Inclusion of the risk factors in the diagnostic criteria helps the doctors to be more alert about NE and take necessary measures to prevent its occurrence and development. For diagnosis, a risk factor just indicates that there is a possibility of NA and do not mean that NA will be unavoidable. In fact, the presence of a risk factor is not a direct evidence of asphyxia. A domestic prospective study involving tens of thousands of subjects showed that although all the NA infants had risk factors, only 1.37% of infants with risk factors suffered from asphyxia (9). Therefore, these risk factors are just used as a minor criterion for explaining the etiology.
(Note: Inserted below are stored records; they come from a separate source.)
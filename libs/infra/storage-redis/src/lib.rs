// [libs/infra/storage-redis/src/lib.rs]
//! Redis-backed `QuotaStorage`, fit for a multi-writer deployment where
//! every instance needs to see the same counters with sub-millisecond
//! latency. Rate limiting lives here too, unlike the SQL backend — a
//! token bucket or sliding window is exactly the workload Redis's
//! in-memory data structures and scripting were built for.

pub mod errors;
pub mod lua;
pub mod storage;

pub use errors::RedisStoreError;
pub use storage::RedisStorage;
Umbilical cord arterial blood gas analysis

Clinical significance of arterial blood gases

In essence, asphyxia is the damaging hypoxemia and metabolic acidosis. Therefore, the diagnosis of NA should be based on more objective indicators to increase its accuracy and reliability. Among these indicators, umbilical cord arterial blood gas analysis provides a simple, accurate, and reliable tool. The results of umbilical cord arterial blood gas analysis at birth is a gold standard that reflects the blood gas and acid-base status immediately before birth (5), meanwhile it provides key evidences for analyzing the perinatal adverse events and neonatal status (5,10,11). Therefore, it has been widely accepted that umbilical cord arterial blood gas analysis should be added for neonates with low Apgar score to increase the accuracy of an NA diagnosis (12-15). The normal findings of umbilical cord arterial blood gas analysis is helpful to rule out the possibility of intrapartum asphyxia and its association with cerebral palsy (5,10,11), so as to avoid misdiagnoses and unnecessary legal disputes. Therefore, this Experts’ Consensus emphasizes the importance of umbilical cord arterial blood gas analysis in NA diagnosis.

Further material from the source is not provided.